Joe Biden advocated a very different standard of “justice” on sexual assault back in 2018, when a conservative was in the feminist crosshairs.
Back in the fall of 2018, when hearings were being held for Justice Brett Kavanaugh in the US Senate, Biden went on the news to discuss the allegations.
Biden’s opinion? Kavanaugh didn’t deserve to be “innocent until proven guilty,” because a Senate confirmation hearing isn’t a court of law.
“A Supreme Court hearing is not a trial. It’s a job interview. It’s a job interview,” said Biden, in an interview with The View. “And, you don’t have to prove a reasonable doubt anything as to why you shouldn’t put so and so on the court.”
But now that Biden’s been credibly accused of assaulting former Senate staffer, Tara Reade, in 1993, he’s singing a very different tune.

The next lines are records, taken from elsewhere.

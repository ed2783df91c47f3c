// Triage Core - Domain Logic & Ports
// NO terminal or filesystem dependencies (hexagonal core)

pub mod application;
pub mod config;
pub mod domain;
pub mod error;
pub mod port;

pub use application::Registry;
pub use config::RegistryConfig;
pub use error::{AppError, Result};

pub const VERSION: &str = env!("CARGO_PKG_VERSION");
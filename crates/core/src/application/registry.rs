//! Registry - fixed set of category queues
//!
//! Routes admit/dispatch to the addressed category and aggregates the
//! cross-category views (listing and statistics). Category ids are 1-based
//! at the boundary and mapped to `index = id - 1` internally.

use crate::config::RegistryConfig;
use crate::domain::error::Result as DomainResult;
use crate::domain::{
    BoundedDualQueue, CategoryId, CategoryStats, DomainError, Patient, Priority, Snapshot,
};
use crate::error::Result;
use crate::port::{IdProvider, TimeProvider};
use std::sync::Arc;
use tracing::{debug, info};

/// Owns every category queue for the lifetime of the process
pub struct Registry {
    config: RegistryConfig,
    queues: Vec<BoundedDualQueue>,
    time_provider: Arc<dyn TimeProvider>,
    id_provider: Arc<dyn IdProvider>,
}

impl Registry {
    /// Create a registry with `config.category_count` empty queues
    ///
    /// # Arguments
    ///
    /// * `config` - Category count and per-category capacity (validated here)
    /// * `time_provider` - Arrival timestamps (injected for determinism)
    /// * `id_provider` - Ticket IDs (injected for determinism)
    pub fn new(
        config: RegistryConfig,
        time_provider: Arc<dyn TimeProvider>,
        id_provider: Arc<dyn IdProvider>,
    ) -> Result<Self> {
        config.validate()?;

        let queues = (1..=config.category_count)
            .map(|category| BoundedDualQueue::new(category, config.capacity))
            .collect();

        info!(
            categories = config.category_count,
            capacity = config.capacity,
            "Registry initialized"
        );

        Ok(Self {
            config,
            queues,
            time_provider,
            id_provider,
        })
    }

    pub fn config(&self) -> &RegistryConfig {
        &self.config
    }

    pub fn category_count(&self) -> usize {
        self.queues.len()
    }

    pub fn capacity(&self) -> usize {
        self.config.capacity
    }

    fn index_of(&self, category: CategoryId) -> DomainResult<usize> {
        if category == 0 || category > self.queues.len() {
            return Err(DomainError::InvalidCategory {
                category,
                count: self.queues.len(),
            });
        }
        Ok(category - 1)
    }

    /// Read access to one category
    pub fn queue(&self, category: CategoryId) -> DomainResult<&BoundedDualQueue> {
        let index = self.index_of(category)?;
        Ok(&self.queues[index])
    }

    /// Admit a patient into a category
    ///
    /// Fails with `InvalidCategory` for ids outside `1..=category_count`, or
    /// `CapacityExceeded` when the category is full. Neither failure mutates
    /// any queue.
    pub fn admit(
        &mut self,
        category: CategoryId,
        name: impl Into<String>,
        priority: Priority,
    ) -> DomainResult<&Patient> {
        let index = self.index_of(category).inspect_err(|e| {
            info!(category, error = %e, "Admission rejected");
        })?;

        let queue = &mut self.queues[index];
        match queue.admit(
            name,
            priority,
            self.time_provider.as_ref(),
            self.id_provider.as_ref(),
        ) {
            Ok(patient) => {
                info!(
                    category,
                    patient_id = %patient.id(),
                    priority = %patient.priority(),
                    "Patient admitted"
                );
                Ok(patient)
            }
            Err(e) => {
                info!(category, error = %e, "Admission rejected");
                Err(e)
            }
        }
    }

    /// Remove the next patient to be served from a category
    ///
    /// `EmptyQueue` is a normal outcome ("nothing to do now"), kept distinct
    /// from `InvalidCategory`.
    pub fn dispatch_next(&mut self, category: CategoryId) -> DomainResult<Patient> {
        let index = self.index_of(category).inspect_err(|e| {
            info!(category, error = %e, "Dispatch rejected");
        })?;

        match self.queues[index].dispatch_next() {
            Ok(patient) => {
                let waited_ms = self.time_provider.waited_millis(patient.arrived_at());
                info!(
                    category,
                    patient_id = %patient.id(),
                    priority = %patient.priority(),
                    waited_ms,
                    "Patient dispatched"
                );
                Ok(patient)
            }
            Err(e) => {
                debug!(category, "No patients waiting");
                Err(e)
            }
        }
    }

    /// Snapshots of every non-empty category, ascending by id
    pub fn list_non_empty(&self) -> Vec<Snapshot<'_>> {
        self.queues
            .iter()
            .filter(|queue| !queue.is_empty())
            .map(BoundedDualQueue::snapshot)
            .collect()
    }

    /// One row per category, ascending by id, recomputed on every call
    pub fn statistics(&self) -> Vec<CategoryStats> {
        self.queues.iter().map(CategoryStats::of).collect()
    }

    /// Patients waiting across all categories
    pub fn total_waiting(&self) -> usize {
        self.queues.iter().map(BoundedDualQueue::len).sum()
    }
}
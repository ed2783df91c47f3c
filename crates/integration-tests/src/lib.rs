//! Shared fixtures for the integration test binaries

use std::sync::atomic::{AtomicI64, AtomicU64, Ordering};
use std::sync::Arc;
use triage_core::port::{IdProvider, TimeProvider};
use triage_core::{Registry, RegistryConfig};

/// Clock advancing by a fixed step on every read
pub struct SteppingClock {
    current: AtomicI64,
    step: i64,
}

impl SteppingClock {
    pub fn new(start: i64, step: i64) -> Self {
        Self {
            current: AtomicI64::new(start),
            step,
        }
    }
}

impl TimeProvider for SteppingClock {
    fn now_millis(&self) -> i64 {
        self.current.fetch_add(self.step, Ordering::SeqCst)
    }
}

/// Deterministic ticket IDs: test-1, test-2, ...
pub struct SequentialIds {
    counter: AtomicU64,
}

impl Default for SequentialIds {
    fn default() -> Self {
        Self {
            counter: AtomicU64::new(1),
        }
    }
}

impl IdProvider for SequentialIds {
    fn generate_id(&self) -> String {
        format!("test-{}", self.counter.fetch_add(1, Ordering::SeqCst))
    }
}

/// Registry with a stepping clock (1s per read) and sequential IDs
pub fn test_registry(category_count: usize, capacity: usize) -> Registry {
    Registry::new(
        RegistryConfig::new(category_count, capacity),
        Arc::new(SteppingClock::new(1_000, 1_000)),
        Arc::new(SequentialIds::default()),
    )
    .expect("valid test config")
}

“From the very beginning, I’ve said believing the woman means taking the claim seriously, and then it’s vetted, looked into,” said Biden, in an interview on Friday with MSNBC–soon after denying Reade’s story. “Women have a right to be heard, and the press should rigorously investigate claims they make. I’ll always uphold that principle. But in the end the truth is what matters. And these claims are false.”
Reade claims that Biden cornered her in a secluded hallway and digitally penetrated her.
Numerous friends, neighbors, coworkers, and family members have corroborated Reade’s story, saying she had told them her story immediately after or within a couple of years after it happened.
That even includes Reade’s late mother, after footage showed her calling into CNN’s “Larry King Live” in 1993 to discuss whether her daughter should go to the media after experiencing “problems” with a “prominent Senator.”